To be frank, though, having seen the movie myself now... if that reviewer genuinely felt like that about mother! then, honestly, he or she needs to get out and see some more films because there’s pretty much nothing here that hasn’t been seen before. It’s not really that impressive as a movie and certainly not going to disturb anybody but the most sensitive, 'wrapped in cotton wool' souls, I would have thought. Pseudo film reviewers who say such things should maybe get a life (and stop getting my hopes up that the film is a lot more vital to the art of the moving image than it actually is).

Okay... let’s get to the good stuff first, which won’t take long.

Jennifer Lawrence is someone I’m really getting the hang of lately. She is absolutely excellent in this role and, I would say, pretty much carries the movie on her lonesome. Javier Bardem, who I first saw in Jamon Jamon many years ago at the cinema, is an actor I’m not all that familiar with but he’s pretty great here, too, as a successful writer struggling to write new poetry. And both these titanic actors are ably supported by the likes of Ed Harris, Michelle Pfeiffer and Domhnall Gleeson... and, of course, they’re all great in this too.

Not only that but Aronofsky manages to take these pitch perfect performances and fashion a movie which, at the very least, engages some interest at the start and patiently renders his vision in a way that’s assured and leaves the audience in no misunderstanding about what is going on within the narrative... which could have got out of hand with so many of the crowded frames filled with noise, chaos and people, especially towards the last twenty minutes or so of the movie. Which really is no mean feat... Aronofsky knows how to craft a movie.

Here’s the thing, though. It’s one thing to be able to render your vision above and beyond the level of most of your contemporaries but... when the vision is a little lacking or simplistic, as I felt it was in this film, then it doesn’t matter how good you are technically, the film is not necessarily going strike true with an audience. Or at least hold their interest for the entire time.

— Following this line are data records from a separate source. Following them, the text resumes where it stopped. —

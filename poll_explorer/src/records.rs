// ********* Core data structures ***********

use chrono::NaiveDate;
use std::error::Error;
use std::fmt::Display;

/// The sentinel used for polls whose collection method was not recorded.
///
/// Substitution happens exactly once, when the store is loaded. Downstream
/// code can rely on `methodology` never being empty.
pub const UNKNOWN_METHOD: &str = "Unknown Method";

/// One row of the poll dataset.
///
/// `margin_diff` and `year` are derived at load time and are part of the
/// record from then on. Invariant: `margin_diff == margin_poll - margin_actual`
/// for the same record, including after filtering.
#[derive(PartialEq, Debug, Clone)]
pub struct PollRecord {
    pub poll_id: u64,
    pub question_id: u64,
    pub pollster: String,
    pub cycle: i32,
    pub race: String,
    pub location: String,
    pub methodology: String,
    pub margin_poll: f64,
    pub margin_actual: f64,
    pub samplesize: u32,
    pub polldate: NaiveDate,
    pub margin_diff: f64,
    pub year: i32,
}

/// One row of the pollster ratings table. `pollster` is the unique key.
#[derive(PartialEq, Debug, Clone)]
pub struct RatingRecord {
    pub pollster: String,
    pub rank: u32,
    pub numeric_grade: f64,
    pub pollscore: f64,
    pub wtd_avg_transparency: f64,
    pub number_polls_pollster_total: u64,
    pub error_ppm: f64,
    pub bias_ppm: f64,
}

/// The optional filter dimensions, in cascade priority order.
///
/// The pollster is not listed here: it is mandatory and always applied
/// before any of these.
#[derive(Eq, PartialEq, Debug, Clone, Copy, Hash)]
pub enum Dimension {
    Cycle,
    Race,
    Location,
    Methodology,
}

impl Dimension {
    pub fn name(&self) -> &'static str {
        match self {
            Dimension::Cycle => "cycle",
            Dimension::Race => "race",
            Dimension::Location => "location",
            Dimension::Methodology => "methodology",
        }
    }

    /// Parses the string form used by the selection-event interface.
    ///
    /// An unknown name is a caller bug, not a user-input case.
    pub fn from_name(name: &str) -> Result<Dimension, InvalidDimensionError> {
        match name {
            "cycle" => Ok(Dimension::Cycle),
            "race" => Ok(Dimension::Race),
            "location" => Ok(Dimension::Location),
            "methodology" => Ok(Dimension::Methodology),
            _ => Err(InvalidDimensionError {
                name: name.to_string(),
            }),
        }
    }
}

/// One user interaction: pick a pollster, or set/unset one dimension.
#[derive(Eq, PartialEq, Debug, Clone)]
pub enum Selection {
    Pollster(String),
    Set(Dimension, String),
    Unset(Dimension),
}

impl Selection {
    /// Builds a selection from a `(dimension, value-or-unset)` event.
    pub fn from_event(
        dimension: &str,
        value: Option<&str>,
    ) -> Result<Selection, InvalidDimensionError> {
        if dimension == "pollster" {
            return Ok(Selection::Pollster(value.unwrap_or_default().to_string()));
        }
        let dim = Dimension::from_name(dimension)?;
        Ok(match value {
            Some(v) if !v.is_empty() => Selection::Set(dim, v.to_string()),
            _ => Selection::Unset(dim),
        })
    }
}

/// The active constraints of one interaction session.
///
/// Replaced wholesale on every selection event; never mutated field by field
/// without going back through the resolver.
#[derive(Eq, PartialEq, Debug, Clone)]
pub struct FilterState {
    pub pollster: String,
    pub cycle: Option<i32>,
    pub race: Option<String>,
    pub location: Option<String>,
    pub methodology: Option<String>,
}

impl FilterState {
    pub fn new(pollster: String) -> FilterState {
        FilterState {
            pollster,
            cycle: None,
            race: None,
            location: None,
            methodology: None,
        }
    }

    /// Returns the state after one selection event.
    ///
    /// Picking a pollster resets every downstream dimension. A cycle value
    /// that does not parse as a number can match no record and is treated
    /// as unset, the same way a stale value would be.
    pub fn apply(&self, selection: &Selection) -> FilterState {
        match selection {
            Selection::Pollster(name) => FilterState::new(name.clone()),
            Selection::Set(dim, value) => {
                let mut next = self.clone();
                match dim {
                    Dimension::Cycle => next.cycle = value.trim().parse::<i32>().ok(),
                    Dimension::Race => next.race = Some(value.clone()),
                    Dimension::Location => next.location = Some(value.clone()),
                    Dimension::Methodology => next.methodology = Some(value.clone()),
                }
                next
            }
            Selection::Unset(dim) => {
                let mut next = self.clone();
                match dim {
                    Dimension::Cycle => next.cycle = None,
                    Dimension::Race => next.race = None,
                    Dimension::Location => next.location = None,
                    Dimension::Methodology => next.methodology = None,
                }
                next
            }
        }
    }
}

// ******** Output data structures *********

/// The valid options for every dimension, given the upstream constraints.
///
/// Cycles are in ascending numeric order; the string dimensions keep the
/// stable first-occurrence order of the underlying records.
#[derive(Eq, PartialEq, Debug, Clone, Default)]
pub struct DimensionOptions {
    pub cycles: Vec<i32>,
    pub races: Vec<String>,
    pub locations: Vec<String>,
    pub methodologies: Vec<String>,
}

/// Distinct-entity counts over the filtered subset.
///
/// One poll may carry several questions, so these are distinct counts of
/// `poll_id` and `question_id`, not row counts.
#[derive(Eq, PartialEq, Debug, Clone, Default)]
pub struct Summary {
    pub poll_count: usize,
    pub question_count: usize,
}

impl Summary {
    /// The one-line text form shown above the series plot.
    pub fn headline(&self) -> String {
        format!(
            "Number of Polls: {}.   Number of Questions: {}",
            self.poll_count, self.question_count
        )
    }
}

/// The rating row of the selected pollster, projected into the
/// presentation-facing field set.
#[derive(PartialEq, Debug, Clone)]
pub struct RatingSummary {
    pub rank: u32,
    pub pollster: String,
    /// Sourced from `numeric_grade`.
    pub rating: f64,
    pub pollscore: f64,
    /// Sourced from `wtd_avg_transparency`.
    pub transparency: f64,
    pub number_polls: u64,
    /// Sourced from `error_ppm`.
    pub error: f64,
    /// Sourced from `bias_ppm`. The key must match the ratings schema
    /// exactly; a near-miss here silently drops the bias column.
    pub bias: f64,
}

/// The two series of the margin-over-time comparison.
#[derive(Eq, PartialEq, Debug, Clone, Copy, Hash)]
pub enum SeriesName {
    MarginPoll,
    MarginActual,
}

impl SeriesName {
    pub fn as_str(&self) -> &'static str {
        match self {
            SeriesName::MarginPoll => "margin_poll",
            SeriesName::MarginActual => "margin_actual",
        }
    }
}

/// One observation of the long-form plot dataset: two of these are emitted
/// per filtered record, one per series.
#[derive(PartialEq, Debug, Clone)]
pub struct SeriesPoint {
    pub date: NaiveDate,
    pub series: SeriesName,
    pub value: f64,
    /// The poll sample size, used as the point weight.
    pub weight: u32,
}

// ******** Errors *********

/// Structural problems with the source tables. Fatal at startup: the
/// process should not continue with a partially loaded store.
#[derive(Eq, PartialEq, Debug, Clone)]
pub enum DataLoadError {
    /// A required column is absent from a source table header.
    MissingColumn { table: String, column: String },
    /// The ratings table has no rows; there is no pollster to select.
    EmptyRatings,
}

impl Error for DataLoadError {}

impl Display for DataLoadError {
    fn fmt(&self, f: &mut std::fmt::Formatter<'_>) -> std::fmt::Result {
        match self {
            DataLoadError::MissingColumn { table, column } => {
                write!(f, "required column {:?} is missing from {}", column, table)
            }
            DataLoadError::EmptyRatings => write!(f, "the ratings table has no rows"),
        }
    }
}

/// A dimension name outside the schema was requested. This is a
/// programming-contract violation by the caller, never a user-input case.
#[derive(Eq, PartialEq, Debug, Clone)]
pub struct InvalidDimensionError {
    pub name: String,
}

impl Error for InvalidDimensionError {}

impl Display for InvalidDimensionError {
    fn fmt(&self, f: &mut std::fmt::Formatter<'_>) -> std::fmt::Result {
        write!(f, "unknown filter dimension {:?}", self.name)
    }
}

/// The selected pollster has no row in the ratings table. Recoverable: the
/// caller should present a placeholder rating summary and keep going.
#[derive(Eq, PartialEq, Debug, Clone)]
pub struct NotFoundError {
    pub pollster: String,
}

impl Error for NotFoundError {}

impl Display for NotFoundError {
    fn fmt(&self, f: &mut std::fmt::Formatter<'_>) -> std::fmt::Result {
        write!(f, "pollster {:?} is not in the ratings table", self.pollster)
    }
}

The first thing he gets wrong here, from my perspective, is that he telegraphs the end of the movie right from the start and, once you kind of get the hang that the movie is probably somewhat cyclic in nature, it kind of becomes a dead give away that the whole thing is not necessarily to be taken on a ‘realistic’ level and that the film is merely a kind of metaphor for the creative process, with all the central characters merely prose within the writer’s wrestling imagination. And once you realise this, probably from sometime around the first half an hour, the inevitability of the nature of the ending becomes something you are just kind of hanging around to see when the characters will catch up with that concept. Of course, they never really do because, you know, they are just characters within the fiction of the fiction... um... if you see what I mean. They are the fabric of the creative process and it kind of becomes like there’s less at stake here than you might have, at first, thought.

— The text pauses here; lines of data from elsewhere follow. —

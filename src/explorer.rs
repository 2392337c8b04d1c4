use log::{info, warn};

use poll_explorer::*;
use snafu::{prelude::*, Snafu};

use std::fs;
use std::path::Path;

use serde::{Deserialize, Serialize};
use serde_json::json;
use serde_json::Value as JSValue;
use text_diff::print_diff;

use crate::args::Args;

pub mod io_csv;
pub mod io_xlsx;

#[derive(Debug, Snafu)]
pub enum ExplorerError {
    #[snafu(display("Error opening file {path}"))]
    CsvOpen { source: csv::Error, path: String },

    #[snafu(display("Error reading a row of {path}"))]
    CsvRead { source: csv::Error, path: String },

    #[snafu(display("Error opening workbook {path}"))]
    OpeningExcel {
        source: calamine::XlsxError,
        path: String,
    },

    #[snafu(display("Workbook {path} has no worksheet"))]
    EmptyExcel { path: String },

    #[snafu(display("Could not load the dataset"))]
    Load { source: DataLoadError },

    #[snafu(display("Invalid selection {selection:?}"))]
    BadSelection {
        source: InvalidDimensionError,
        selection: String,
    },

    #[snafu(display(""))]
    OpeningJson { source: std::io::Error },

    #[snafu(display(""))]
    ParsingJson { source: serde_json::Error },

    #[snafu(display("Error writing the summary to {path}"))]
    WritingSummary {
        source: std::io::Error,
        path: String,
    },

    #[snafu(whatever, display("{message}"))]
    Whatever {
        message: String,
        #[snafu(source(from(Box<dyn std::error::Error>, Some)))]
        source: Option<Box<dyn std::error::Error>>,
    },
}

pub type ExplorerResult<T> = Result<T, ExplorerError>;

/// The rating summary row under its presentation labels.
///
/// Optional fields stay `null` in the placeholder row used when the
/// selected pollster has no ratings entry.
#[derive(PartialEq, Debug, Clone, Serialize, Deserialize)]
pub struct RatingRow {
    #[serde(rename = "Rank")]
    pub rank: Option<u32>,
    #[serde(rename = "Pollster")]
    pub pollster: String,
    #[serde(rename = "Rating")]
    pub rating: Option<f64>,
    #[serde(rename = "Pollscore")]
    pub pollscore: Option<f64>,
    #[serde(rename = "Transparency")]
    pub transparency: Option<f64>,
    #[serde(rename = "Number Polls")]
    pub number_polls: Option<u64>,
    #[serde(rename = "+/- Error")]
    pub error: Option<f64>,
    #[serde(rename = "+/- Bias")]
    pub bias: Option<f64>,
}

impl RatingRow {
    fn from_summary(s: RatingSummary) -> RatingRow {
        RatingRow {
            rank: Some(s.rank),
            pollster: s.pollster,
            rating: Some(s.rating),
            pollscore: Some(s.pollscore),
            transparency: Some(s.transparency),
            number_polls: Some(s.number_polls),
            error: Some(s.error),
            bias: Some(s.bias),
        }
    }

    fn placeholder(pollster: &str) -> RatingRow {
        RatingRow {
            rank: None,
            pollster: pollster.to_string(),
            rating: None,
            pollscore: None,
            transparency: None,
            number_polls: None,
            error: None,
            bias: None,
        }
    }
}

pub fn run_explorer(args: &Args) -> ExplorerResult<()> {
    let ratings_src = read_ratings_table(&args.ratings)?;
    let polls_src = read_polls_table(&args.polls)?;
    let (store, report) = DatasetStore::load(ratings_src, polls_src).context(LoadSnafu {})?;
    info!(
        "run_explorer: {} rating rows, {} poll rows kept ({} excluded)",
        store.ratings().len(),
        report.polls_kept,
        report.polls_excluded()
    );

    if args.list_pollsters {
        for p in store.pollsters() {
            println!("{}", p);
        }
        return Ok(());
    }

    let pollster = match args.pollster.clone() {
        Some(p) => p,
        // The load guarantees at least one ratings row.
        None => store
            .pollsters()
            .first()
            .cloned()
            .whatever_context("No pollster available in the ratings table")?,
    };

    let mut state = FilterState::new(pollster);
    for raw in args.select.iter() {
        let selection = parse_selection(raw)?;
        state = state.apply(&selection);
    }
    info!("run_explorer: state: {:?}", state);

    let resolution = resolve(&store, &state);
    let summary = summarize(&resolution.filtered);
    let rating_row = match summarize_ratings(store.ratings(), &state.pollster) {
        Ok(s) => RatingRow::from_summary(s),
        Err(e) => {
            warn!("run_explorer: {}; showing a placeholder rating summary", e);
            RatingRow::placeholder(&state.pollster)
        }
    };
    let series: Vec<SeriesPoint> = project_series(&resolution.filtered).collect();

    render_text(&resolution, &summary, &rating_row);

    let summary_js = build_summary_js(&resolution, &summary, &rating_row, &series, &report);
    let pretty_js = serde_json::to_string_pretty(&summary_js).context(ParsingJsonSnafu {})?;

    match args.out.as_deref() {
        Some("stdout") => println!("{}", pretty_js),
        Some(path) => fs::write(path, &pretty_js).context(WritingSummarySnafu { path })?,
        None => {}
    }

    // The reference summary, if provided for comparison
    if let Some(reference_path) = args.reference.clone() {
        let reference = read_summary(reference_path)?;
        let pretty_js_ref = serde_json::to_string_pretty(&reference).context(ParsingJsonSnafu {})?;
        if pretty_js_ref != pretty_js {
            warn!("Found differences with the reference summary");
            print_diff(pretty_js_ref.as_str(), pretty_js.as_str(), "\n");
            whatever!("Difference detected between the session summary and the reference summary");
        }
    }

    Ok(())
}

fn parse_selection(raw: &str) -> ExplorerResult<Selection> {
    let (dimension, value) = match raw.split_once('=') {
        Some((d, v)) => (d.trim(), v.trim()),
        None => {
            whatever!("Selection {:?} is not in dimension=value form", raw)
        }
    };
    let value = if value.is_empty() { None } else { Some(value) };
    Selection::from_event(dimension, value).context(BadSelectionSnafu { selection: raw })
}

fn read_ratings_table(path: &str) -> ExplorerResult<Vec<RatingSource>> {
    info!("Attempting to read ratings table {:?}", path);
    if is_xlsx(path) {
        io_xlsx::read_ratings_xlsx(path)
    } else {
        io_csv::read_ratings_csv(path)
    }
}

fn read_polls_table(path: &str) -> ExplorerResult<Vec<PollSource>> {
    info!("Attempting to read poll table {:?}", path);
    if is_xlsx(path) {
        io_xlsx::read_polls_xlsx(path)
    } else {
        io_csv::read_polls_csv(path)
    }
}

fn is_xlsx(path: &str) -> bool {
    Path::new(path)
        .extension()
        .map(|e| e.eq_ignore_ascii_case("xlsx"))
        .unwrap_or(false)
}

fn render_text(resolution: &Resolution, summary: &Summary, rating_row: &RatingRow) {
    println!("Pollster: {}", rating_row.pollster);
    println!("  Rank:         {}", fmt_opt(&rating_row.rank));
    println!("  Rating:       {}", fmt_opt(&rating_row.rating));
    println!("  Pollscore:    {}", fmt_opt(&rating_row.pollscore));
    println!("  Transparency: {}", fmt_opt(&rating_row.transparency));
    println!("  Number Polls: {}", fmt_opt(&rating_row.number_polls));
    println!("  +/- Error:    {}", fmt_opt(&rating_row.error));
    println!("  +/- Bias:     {}", fmt_opt(&rating_row.bias));
    println!();
    println!("{}", summary.headline());
    println!();
    let cycles: Vec<String> = resolution
        .options
        .cycles
        .iter()
        .map(|c| c.to_string())
        .collect();
    println!("Cycle options:       {}", cycles.join(", "));
    println!("Race options:        {}", resolution.options.races.join(", "));
    println!("Location options:    {}", resolution.options.locations.join(", "));
    println!(
        "Methodology options: {}",
        resolution.options.methodologies.join(", ")
    );
}

fn fmt_opt<T: std::fmt::Display>(v: &Option<T>) -> String {
    match v {
        Some(x) => x.to_string(),
        None => "-".to_string(),
    }
}

fn build_summary_js(
    resolution: &Resolution,
    summary: &Summary,
    rating_row: &RatingRow,
    series: &[SeriesPoint],
    report: &LoadReport,
) -> JSValue {
    let effective = &resolution.effective;
    let series_js: Vec<JSValue> = series
        .iter()
        .map(|p| {
            json!({
                "date": p.date.to_string(),
                "seriesName": p.series.as_str(),
                "value": p.value,
                "weight": p.weight,
            })
        })
        .collect();
    json!({
        "selection": {
            "pollster": effective.pollster,
            "cycle": effective.cycle,
            "race": effective.race,
            "location": effective.location,
            "methodology": effective.methodology,
        },
        "rating": rating_row,
        "counts": {
            "polls": summary.poll_count,
            "questions": summary.question_count,
        },
        "headline": summary.headline(),
        "options": {
            "cycle": resolution.options.cycles,
            "race": resolution.options.races,
            "location": resolution.options.locations,
            "methodology": resolution.options.methodologies,
        },
        "series": series_js,
        "load": {
            "pollsSeen": report.polls_seen,
            "pollsKept": report.polls_kept,
            "excludedBadDate": report.excluded_bad_date,
            "excludedBadSamplesize": report.excluded_bad_samplesize,
            "excludedMissingField": report.excluded_missing_field,
            "ratingsSeen": report.ratings_seen,
            "ratingsKept": report.ratings_kept,
        },
    })
}

pub fn read_summary(path: String) -> ExplorerResult<JSValue> {
    let contents = fs::read_to_string(path).context(OpeningJsonSnafu {})?;
    let js: JSValue = serde_json::from_str(contents.as_str()).context(ParsingJsonSnafu {})?;
    Ok(js)
}

#[cfg(test)]
mod tests {
    use super::*;

    const RATINGS_CSV: &str = "\
pollster,rank,numeric_grade,POLLSCORE,wtd_avg_transparency,number_polls_pollster_total,error_ppm,bias_ppm
Acme Polls,1,2.9,-1.1,8.0,450,4.2,0.7
Bravo Research,2,2.1,-0.4,6.5,120,5.0,1.3
";

    const POLLS_CSV: &str = "\
poll_id,question_id,pollster,cycle,race,location,methodology,margin_poll,margin_actual,samplesize,polldate
1,10,Acme Polls,2020,Pres-G,US,IVR,3.5,1.0,800,2020-09-01
2,20,Acme Polls,2020,Pres-G,PA,,0.5,1.5,600,10/1/20
3,30,Acme Polls,2022,Gov-G,WI,Online Panel,-2.0,-4.0,500,2022-10-01
4,40,Orphan Org,2022,Sen-G,GA,Live Phone,1.0,2.0,450,2022-09-15
";

    fn load_fixture() -> (DatasetStore, LoadReport) {
        let ratings = io_csv::read_ratings(
            csv::ReaderBuilder::new().from_reader(RATINGS_CSV.as_bytes()),
            "ratings.csv",
        )
        .unwrap();
        let polls = io_csv::read_polls(
            csv::ReaderBuilder::new().from_reader(POLLS_CSV.as_bytes()),
            "polls.csv",
        )
        .unwrap();
        DatasetStore::load(ratings, polls).unwrap()
    }

    #[test]
    fn csv_tables_load_and_normalize() {
        let (store, report) = load_fixture();
        assert_eq!(report.polls_kept, 4);
        assert_eq!(store.ratings().len(), 2);
        // Row 2 has an empty methodology cell and a short-form date.
        let row = store.polls().iter().find(|r| r.poll_id == 2).unwrap();
        assert_eq!(row.methodology, UNKNOWN_METHOD);
        assert_eq!(row.year, 2020);
    }

    #[test]
    fn missing_column_is_a_load_error() {
        let truncated = "\
poll_id,question_id,pollster,cycle,race,location,margin_poll,margin_actual,samplesize,polldate
1,10,Acme Polls,2020,Pres-G,US,3.5,1.0,800,2020-09-01
";
        let res = io_csv::read_polls(
            csv::ReaderBuilder::new().from_reader(truncated.as_bytes()),
            "polls.csv",
        );
        match res {
            Err(ExplorerError::Load {
                source: DataLoadError::MissingColumn { column, .. },
            }) => assert_eq!(column, "methodology"),
            x => panic!("expected a missing-column error, got {:?}", x),
        }
    }

    #[test]
    fn rating_row_serializes_under_presentation_labels() {
        let (store, _) = load_fixture();
        let row =
            RatingRow::from_summary(summarize_ratings(store.ratings(), "Acme Polls").unwrap());
        let js = serde_json::to_value(&row).unwrap();
        assert_eq!(js["Rank"], json!(1));
        assert_eq!(js["Rating"], json!(2.9));
        assert_eq!(js["Number Polls"], json!(450));
        // Regression: the bias column must be populated from bias_ppm.
        assert_eq!(js["+/- Bias"], json!(0.7));
    }

    #[test]
    fn unrated_pollster_degrades_to_placeholder_and_still_projects() {
        let (store, report) = load_fixture();
        let state = FilterState::new("Orphan Org".to_string());
        let resolution = resolve(&store, &state);
        let summary = summarize(&resolution.filtered);
        let rating_row = match summarize_ratings(store.ratings(), &state.pollster) {
            Ok(s) => RatingRow::from_summary(s),
            Err(_) => RatingRow::placeholder(&state.pollster),
        };
        assert_eq!(rating_row.bias, None);
        let series: Vec<SeriesPoint> = project_series(&resolution.filtered).collect();
        assert_eq!(series.len(), 2);
        let js = build_summary_js(&resolution, &summary, &rating_row, &series, &report);
        assert_eq!(js["rating"]["+/- Bias"], JSValue::Null);
        assert_eq!(js["counts"]["polls"], json!(1));
    }

    #[test]
    fn selection_parsing_rejects_malformed_events() {
        assert!(matches!(
            parse_selection("cycle=2020").unwrap(),
            Selection::Set(Dimension::Cycle, _)
        ));
        assert_eq!(
            parse_selection("race=").unwrap(),
            Selection::Unset(Dimension::Race)
        );
        assert!(matches!(
            parse_selection("cycle2020"),
            Err(ExplorerError::Whatever { .. })
        ));
        assert!(matches!(
            parse_selection("altitude=high"),
            Err(ExplorerError::BadSelection { .. })
        ));
    }

    #[test]
    fn summary_json_carries_the_session_outputs() {
        let (store, report) = load_fixture();
        let state = FilterState::new("Acme Polls".to_string())
            .apply(&Selection::Set(Dimension::Cycle, "2020".to_string()));
        let resolution = resolve(&store, &state);
        let summary = summarize(&resolution.filtered);
        let rating_row =
            RatingRow::from_summary(summarize_ratings(store.ratings(), "Acme Polls").unwrap());
        let series: Vec<SeriesPoint> = project_series(&resolution.filtered).collect();
        let js = build_summary_js(&resolution, &summary, &rating_row, &series, &report);

        assert_eq!(js["selection"]["pollster"], json!("Acme Polls"));
        assert_eq!(js["selection"]["cycle"], json!(2020));
        assert_eq!(js["counts"]["polls"], json!(2));
        assert_eq!(js["counts"]["questions"], json!(2));
        assert_eq!(js["options"]["cycle"], json!([2020, 2022]));
        assert_eq!(js["series"].as_array().unwrap().len(), 4);
        assert_eq!(js["series"][0]["seriesName"], json!("margin_poll"));
        assert_eq!(js["series"][0]["date"], json!("2020-09-01"));
        assert_eq!(js["load"]["pollsKept"], json!(4));
    }
}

The film is quite Buñuelian, in some ways and while I was watching the film I couldn’t help but thinking that the director had maybe seen the truly great The Exterminating Angel (reviewed here) a few more times than was good for him (which, it turns out, was a bit ‘on the nose’ because I just found out that Aronosfsky is listing it as one of his influences on the making of this film). The lunacy and chaos of the film feels like that mixed with the kind of freeform visual stream of consciousness of The Monkees’ movie Head and Fellini’s Otto E Mezzo (Eight and a Half) although, to be honest, I could watch all of those three films I just mentioned quite often whereas mother! is not something I’d ever need, or want, to bother to see again in my lifetime.

The continuous assault on the senses never really matches the madcap lunacy of, say, The Marx Brothers in Duck Soup (another film this might be said to superficially resemble at a genetic level) and instead maybe drifts off into the 1960s mainstream Hollywood, bloated and relatively less interesting hijinks of movies like What’s New Pussycat? (which I still have a slight, soft spot for, nonetheless) or the Peter Sellers vehicle, The Party. The resemblance is there, perhaps unintentionally and, like those kinds of Hollywood attempts at recapturing the madball antics of earlier generations, mother! kind of falls flat on its face in terms of continuing to engage interest after the, quite compelling, first half hour ...before the languid pacing and tranquil camerawork give way to handheld chaos and an almost reactive way of tracking the action.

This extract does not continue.